Xenobiotics in food samples by cryogenic-modulation GC×GC-QqQMS (Mariosimone Zoccali, MDCW 2023)
- Photo: MDCW: Xenobiotics in food samples by cryogenic-modulation GC×GC-QqQMS (Mariosimone Zoccali, MDCW 2023)
- Video: Mariosimone Zoccali: Xenobiotics in food samples by cryogenic-modulation GC×GC-QqQMS (MDCW 2023)
🎤 Presenter: Mariosimone Zoccali¹, Alessia Arena², Antonio Ferracane², Peter Tranchida², Luigi Mondello²´³ (¹Dipartimento di Scienze Matematiche e Informatiche, Scienze Fisiche e Scienze della Terra, Università degli Studi di Messina, Messina, Italy. ²Dipartimento di Scienze Chimiche, Biologiche, Farmaceutiche e Ambientali, Università degli Studi di Messina, Messina, Italy. ³Chromaleont s.r.l., c/o Dipartimento di Scienze Chimiche, Biologiche, Farmaceutiche e Ambientali, Messina, Italy)
Abstract
Nowadays, the trends in the field of “Green Chemistry” are simplicity and rapidity of the analytical methods and the reduction of organic solvent consumption. For this reason, the aim of the present study was the development of a low solvent amount consuming sample preparation for the analysis of target xenobiotics in vegetable oils by using cryogenic-modulation comprehensive two-dimensional gas chromatography (CM GC × GC) combined with triple quadrupole mass spectrometry (QqQMS). The higher sensitivity of CM GC × GC, compared to one-dimensional GC, and the enhanced specificity of QqQMS, allowed the determination of xenobiotics in a simple manner in vegetable oil samples, with no need for analyte pre-concentration.

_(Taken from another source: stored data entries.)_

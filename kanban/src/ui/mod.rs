//! Plain-text board renderers.
//!
//! A [`BoardRenderer`] turns a read-only [`BoardView`] into display lines.
//! [`board::BoardLayout`] draws columns side by side as lanes of cards;
//! [`list::ListLayout`] prints one row per task.

pub mod board;
pub mod list;

use std::fmt::Write;

use chrono::{DateTime, NaiveDate, Utc};
use kanban_proto::model::{Board, Task, Timestamp};

use crate::board::cache::BoardStateCache;

/// Number of trailing id characters shown as a task's short reference.
const SHORT_ID_LEN: usize = 8;

/// Everything a renderer may look at.
#[derive(Debug, Clone, Copy)]
pub struct BoardView<'a> {
    /// The selected board, if any.
    pub board: Option<&'a Board>,
    /// Columns, tasks and subtasks.
    pub cache: &'a BoardStateCache,
    /// Reference instant for overdue checks.
    pub now: Timestamp,
    /// `chrono` format string for due dates.
    pub date_format: &'a str,
}

impl<'a> BoardView<'a> {
    #[must_use]
    pub fn new(board: Option<&'a Board>, cache: &'a BoardStateCache, date_format: &'a str) -> Self {
        Self {
            board,
            cache,
            now: Timestamp::now(),
            date_format,
        }
    }

    /// Title line for the board.
    #[must_use]
    pub fn heading(&self) -> String {
        match self.board {
            Some(board) => {
                let mut heading = format!("# {}", board.name);
                if board.is_shared {
                    heading.push_str(" (shared)");
                }
                if let Some(description) = &board.description {
                    heading.push_str(" - ");
                    heading.push_str(description);
                }
                heading
            }
            None => "# (no board selected)".to_string(),
        }
    }

    /// Due-date label of a task, flagged when overdue.
    #[must_use]
    pub fn due_label(&self, task: &Task) -> Option<String> {
        let due = task.due_date?;
        let mut label = format!("due {}", format_date(due, self.date_format));
        if is_overdue(task, self.now) {
            label.push_str(" (overdue)");
        }
        Some(label)
    }

    /// `[done/total]` subtask badge, if the task has subtasks.
    #[must_use]
    pub fn progress_badge(&self, task: &Task) -> Option<String> {
        let (done, total) = self.cache.subtask_progress(&task.id);
        (total > 0).then(|| format!("[{done}/{total}]"))
    }
}

/// Renders a board view as lines of text.
pub trait BoardRenderer {
    /// Produces the display lines for `view`.
    fn render(&self, view: &BoardView<'_>) -> Vec<String>;
}

/// Formats a timestamp as a UTC date with a `chrono` format string.
///
/// A format `chrono` cannot apply falls back to `YYYY-MM-DD`.
#[must_use]
pub fn format_date(timestamp: Timestamp, format: &str) -> String {
    let Some(dt) = i64::try_from(timestamp.as_millis())
        .ok()
        .and_then(DateTime::<Utc>::from_timestamp_millis)
    else {
        return timestamp.to_string();
    };
    let mut out = String::new();
    if write!(out, "{}", dt.format(format)).is_err() {
        tracing::debug!(format, "unusable date format");
        return dt.format("%Y-%m-%d").to_string();
    }
    out
}

/// Parses a `YYYY-MM-DD` date into a timestamp at midnight UTC.
///
/// # Errors
///
/// Returns the `chrono` parse error for malformed input.
pub fn parse_date(text: &str) -> Result<Timestamp, chrono::ParseError> {
    let date = NaiveDate::parse_from_str(text.trim(), "%Y-%m-%d")?;
    let millis = date
        .and_hms_opt(0, 0, 0)
        .map_or(0, |dt| dt.and_utc().timestamp_millis());
    Ok(Timestamp::from_millis(u64::try_from(millis).unwrap_or(0)))
}

/// An incomplete task whose due date has passed.
#[must_use]
pub fn is_overdue(task: &Task, now: Timestamp) -> bool {
    !task.completed && task.due_date.is_some_and(|due| due < now)
}

/// The short reference printed for an id.
#[must_use]
pub fn short_id(id: &str) -> &str {
    let skip = id.chars().count().saturating_sub(SHORT_ID_LEN);
    id.char_indices().nth(skip).map_or(id, |(i, _)| &id[i..])
}

/// Tags as `#tag` words.
#[must_use]
pub fn tag_words(task: &Task) -> String {
    task.tags
        .iter()
        .map(|t| format!("#{t}"))
        .collect::<Vec<_>>()
        .join(" ")
}

#[cfg(test)]
mod tests {
    use super::*;

    #[test]
    fn parse_and_format_round_trip() {
        let ts = parse_date("2026-03-14").unwrap();
        assert_eq!(format_date(ts, "%Y-%m-%d"), "2026-03-14");
        assert_eq!(format_date(ts, "%d %b"), "14 Mar");
    }

    #[test]
    fn unknown_specifier_falls_back_to_iso_date() {
        let ts = parse_date("2026-03-14").unwrap();
        assert_eq!(format_date(ts, "%Q"), "2026-03-14");
    }

    #[test]
    fn parse_rejects_garbage() {
        assert!(parse_date("tomorrow").is_err());
        assert!(parse_date("2026-13-01").is_err());
    }

    #[test]
    fn short_id_keeps_tail() {
        assert_eq!(short_id("0192f3a4-7b8c-7def-8123-456789abcdef"), "89abcdef");
        assert_eq!(short_id("t1"), "t1");
    }
}
//! Kanban board client.
//!
//! The synchronization core ([`board`]) keeps a local cache of one board in
//! step with a [`store::RemoteStore`]: drags are applied optimistically and
//! persisted on drop, every other mutation is confirmed by the store first,
//! and each write is followed by a full reload of the board.

pub mod auth;
pub mod board;
pub mod cli;
pub mod config;
pub mod notify;
pub mod store;
pub mod ui;
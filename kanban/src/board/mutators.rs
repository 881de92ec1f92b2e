//! Task, subtask, column and board mutations.
//!
//! Every mutation validates against the cache, writes to the store and, on
//! success, reconciles the board and sends a success notification. On
//! failure an error notification is sent and the cache is left untouched;
//! nothing is applied optimistically here.

use std::collections::BTreeSet;

use kanban_proto::model::{
    Board, BoardId, BoardPatch, Column, ColumnId, Subtask, SubtaskId, SubtaskPatch, TaskId,
    TaskPatch, TaskRecord, Timestamp, validate_title,
};
use kanban_proto::wire::ListQuery;

use super::{BoardError, BoardSession};
use crate::store::{RemoteStore, StoreError};

/// Default color of columns created without one.
const DEFAULT_COLUMN_COLOR: &str = "#94a3b8";

/// Fields of a task to create.
#[derive(Debug, Clone, Default, PartialEq, Eq)]
pub struct NewTask {
    pub title: String,
    pub description: Option<String>,
    /// Target column; the first column when `None`.
    pub column_id: Option<ColumnId>,
    pub due_date: Option<Timestamp>,
    pub tags: BTreeSet<String>,
}

impl NewTask {
    pub fn titled(title: impl Into<String>) -> Self {
        Self {
            title: title.into(),
            ..Self::default()
        }
    }
}

impl<S: RemoteStore> BoardSession<S> {
    /// Creates a task at the end of its column.
    ///
    /// # Errors
    ///
    /// Returns a validation error, [`BoardError::ColumnNotFound`] or the
    /// store error.
    pub async fn create_task(&self, new: NewTask) -> Result<TaskId, BoardError> {
        let board_id = self.selected_board_id().map_err(|e| self.reject(e))?;
        let title = validate_title(&new.title).map_err(|e| self.reject(e))?;

        let placement = self.with_cache(|c| {
            let column = match &new.column_id {
                Some(id) => c.column(id),
                None => c.columns().into_iter().next(),
            }?;
            Some((column.id.clone(), c.next_task_position(&column.id)))
        });
        let Some((column_id, position)) = placement else {
            let wanted = new.column_id.map_or_else(|| "(none)".to_string(), |c| c.to_string());
            return Err(self.reject(BoardError::ColumnNotFound(wanted)));
        };

        let now = Timestamp::now();
        let record = TaskRecord {
            id: TaskId::new(),
            title: title.to_string(),
            description: new.description.filter(|d| !d.trim().is_empty()),
            column_id,
            board_id,
            owner_id: self.user.id.clone(),
            position,
            due_date: new.due_date,
            completed: false,
            tags: (!new.tags.is_empty()).then(|| kanban_proto::tags::encode(&new.tags)),
            created_at: now,
            updated_at: now,
        };
        let id = record.id.clone();
        self.commit(
            self.store.create_task(record),
            "Task created",
            "Failed to create task",
        )
        .await?;
        tracing::info!(task_id = %id, "task created");
        Ok(id)
    }

    /// Applies `patch` to a task. `updated_at` is set to now.
    ///
    /// # Errors
    ///
    /// Returns a validation error, [`BoardError::TaskNotFound`],
    /// [`BoardError::ColumnNotFound`] or the store error.
    pub async fn update_task(&self, task_id: &TaskId, patch: TaskPatch) -> Result<(), BoardError> {
        self.ensure_task(task_id)?;
        let mut patch = TaskPatch {
            updated_at: Timestamp::now(),
            ..patch
        };
        if let Some(title) = &patch.title {
            let title = validate_title(title).map_err(|e| self.reject(e))?;
            patch.title = Some(title.to_string());
        }
        if let Some(column_id) = &patch.column_id
            && self.with_cache(|c| c.column(column_id).is_none())
        {
            return Err(self.reject(BoardError::ColumnNotFound(column_id.to_string())));
        }

        self.commit(
            self.store.update_task(task_id.clone(), patch),
            "Task updated",
            "Failed to update task",
        )
        .await
    }

    /// Sets a task's completion flag.
    ///
    /// # Errors
    ///
    /// See [`BoardSession::update_task`].
    pub async fn set_task_completed(&self, task_id: &TaskId, completed: bool) -> Result<(), BoardError> {
        self.update_task(task_id, TaskPatch::now().completed(completed))
            .await
    }

    /// Deletes a task and its subtasks.
    ///
    /// # Errors
    ///
    /// Returns [`BoardError::TaskNotFound`] or the store error.
    pub async fn delete_task(&self, task_id: &TaskId) -> Result<(), BoardError> {
        self.ensure_task(task_id)?;
        self.commit(
            self.store.delete_task(task_id.clone()),
            "Task deleted",
            "Failed to delete task",
        )
        .await
    }

    /// Flips a subtask's completion flag.
    ///
    /// # Errors
    ///
    /// Returns [`BoardError::SubtaskNotFound`] or the store error.
    pub async fn toggle_subtask(&self, subtask_id: &SubtaskId) -> Result<bool, BoardError> {
        let Some(completed) = self.with_cache(|c| c.subtask(subtask_id).map(|s| !s.completed))
        else {
            return Err(self.reject(BoardError::SubtaskNotFound(subtask_id.to_string())));
        };
        let patch = SubtaskPatch {
            completed: Some(completed),
            ..SubtaskPatch::default()
        };
        self.commit(
            self.store.update_subtask(subtask_id.clone(), patch),
            if completed { "Subtask completed" } else { "Subtask reopened" },
            "Failed to update subtask",
        )
        .await?;
        Ok(completed)
    }

    /// Appends a subtask to a task's checklist.
    ///
    /// # Errors
    ///
    /// Returns a validation error, [`BoardError::TaskNotFound`] or the
    /// store error.
    pub async fn create_subtask(&self, task_id: &TaskId, title: &str) -> Result<SubtaskId, BoardError> {
        self.ensure_task(task_id)?;
        let title = validate_title(title).map_err(|e| self.reject(e))?;
        let subtask = Subtask {
            id: SubtaskId::new(),
            title: title.to_string(),
            task_id: task_id.clone(),
            completed: false,
            position: self.with_cache(|c| c.next_subtask_position(task_id)),
        };
        let id = subtask.id.clone();
        self.commit(
            self.store.create_subtask(subtask),
            "Subtask added",
            "Failed to add subtask",
        )
        .await?;
        Ok(id)
    }

    /// Deletes a subtask.
    ///
    /// # Errors
    ///
    /// Returns [`BoardError::SubtaskNotFound`] or the store error.
    pub async fn delete_subtask(&self, subtask_id: &SubtaskId) -> Result<(), BoardError> {
        if self.with_cache(|c| c.subtask(subtask_id).is_none()) {
            return Err(self.reject(BoardError::SubtaskNotFound(subtask_id.to_string())));
        }
        self.commit(
            self.store.delete_subtask(subtask_id.clone()),
            "Subtask deleted",
            "Failed to delete subtask",
        )
        .await
    }

    /// Appends a column to the selected board.
    ///
    /// # Errors
    ///
    /// Returns a validation error, [`BoardError::NoBoardSelected`] or the
    /// store error.
    pub async fn create_column(&self, name: &str, color: Option<String>) -> Result<ColumnId, BoardError> {
        let board_id = self.selected_board_id().map_err(|e| self.reject(e))?;
        let name = validate_title(name).map_err(|e| self.reject(e))?;
        let column = Column {
            id: ColumnId::new(),
            name: name.to_string(),
            board_id,
            position: self.with_cache(super::cache::BoardStateCache::next_column_position),
            color: color.unwrap_or_else(|| DEFAULT_COLUMN_COLOR.to_string()),
        };
        let id = column.id.clone();
        self.commit(
            self.store.create_column(column),
            "Column added",
            "Failed to add column",
        )
        .await?;
        Ok(id)
    }

    /// Deletes a column with all its tasks.
    ///
    /// # Errors
    ///
    /// Returns [`BoardError::ColumnNotFound`] or the store error.
    pub async fn delete_column(&self, column_id: &ColumnId) -> Result<(), BoardError> {
        if self.with_cache(|c| c.column(column_id).is_none()) {
            return Err(self.reject(BoardError::ColumnNotFound(column_id.to_string())));
        }
        self.commit(
            self.store.delete_column(column_id.clone()),
            "Column deleted",
            "Failed to delete column",
        )
        .await
    }

    /// Creates a board owned by the user. The selection is unchanged.
    ///
    /// # Errors
    ///
    /// Returns a validation error or the store error.
    pub async fn create_board(&self, name: &str, description: Option<String>) -> Result<BoardId, BoardError> {
        let name = validate_title(name).map_err(|e| self.reject(e))?;
        let board = Board {
            id: BoardId::new(),
            name: name.to_string(),
            description,
            owner_id: self.user.id.clone(),
            is_shared: false,
            is_archived: false,
        };
        let id = board.id.clone();
        self.commit(
            self.store.create_board(board),
            "Board created",
            "Failed to create board",
        )
        .await?;
        Ok(id)
    }

    /// Updates the selected board.
    ///
    /// # Errors
    ///
    /// Returns a validation error, [`BoardError::NoBoardSelected`] or the
    /// store error of the write or of the board reload. A failed reload
    /// keeps the previous board and raises "Failed to load board".
    pub async fn update_board(&self, mut patch: BoardPatch) -> Result<(), BoardError> {
        let board_id = self.selected_board_id().map_err(|e| self.reject(e))?;
        if let Some(name) = &patch.name {
            let name = validate_title(name).map_err(|e| self.reject(e))?;
            patch.name = Some(name.to_string());
        }
        self.commit(
            self.store.update_board(board_id.clone(), patch),
            "Board updated",
            "Failed to update board",
        )
        .await?;
        match self.store.list_boards(ListQuery::board(board_id.clone())).await {
            Ok(mut rows) if !rows.is_empty() => {
                *self.board.lock() = Some(rows.swap_remove(0));
                Ok(())
            }
            Ok(_) => Err(self.reject(BoardError::BoardNotFound(board_id))),
            Err(e) => {
                tracing::warn!(board_id = %board_id, error = %e, "failed to reload board");
                self.notifier
                    .error("Failed to load board", Some(e.to_string()));
                Err(e.into())
            }
        }
    }

    /// Runs a write, then reconciles and notifies.
    async fn commit(
        &self,
        write: impl Future<Output = Result<(), StoreError>>,
        success: &str,
        failure: &str,
    ) -> Result<(), BoardError> {
        match write.await {
            Ok(()) => {
                if self.board.lock().is_some() {
                    self.reconcile().await?;
                }
                self.notifier.success(success, None);
                Ok(())
            }
            Err(e) => {
                tracing::warn!(error = %e, action = failure, "store write failed");
                self.notifier.error(failure, Some(e.to_string()));
                Err(e.into())
            }
        }
    }

    fn ensure_task(&self, task_id: &TaskId) -> Result<(), BoardError> {
        if self.with_cache(|c| c.task(task_id).is_none()) {
            return Err(self.reject(BoardError::TaskNotFound(task_id.to_string())));
        }
        Ok(())
    }
}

Analyte introduction onto the first dimension column was performed through a programmed-temperature vaporizer. The exploitation of cryogenic modulation and QqQMS (in the multiple-reaction-monitoring mode) eliminated the need for a target-analyte concentration step. Furthermore, the use of two analytical columns with high thermal stability and with a thin film thickness enabled the elution of high boiling-point matrix interferences. The GC×GC-QqQMS methods developed were demonstrated to be suitable for the trace level determination of food sample contaminants, in relation to maximum residue limits set by the European Union.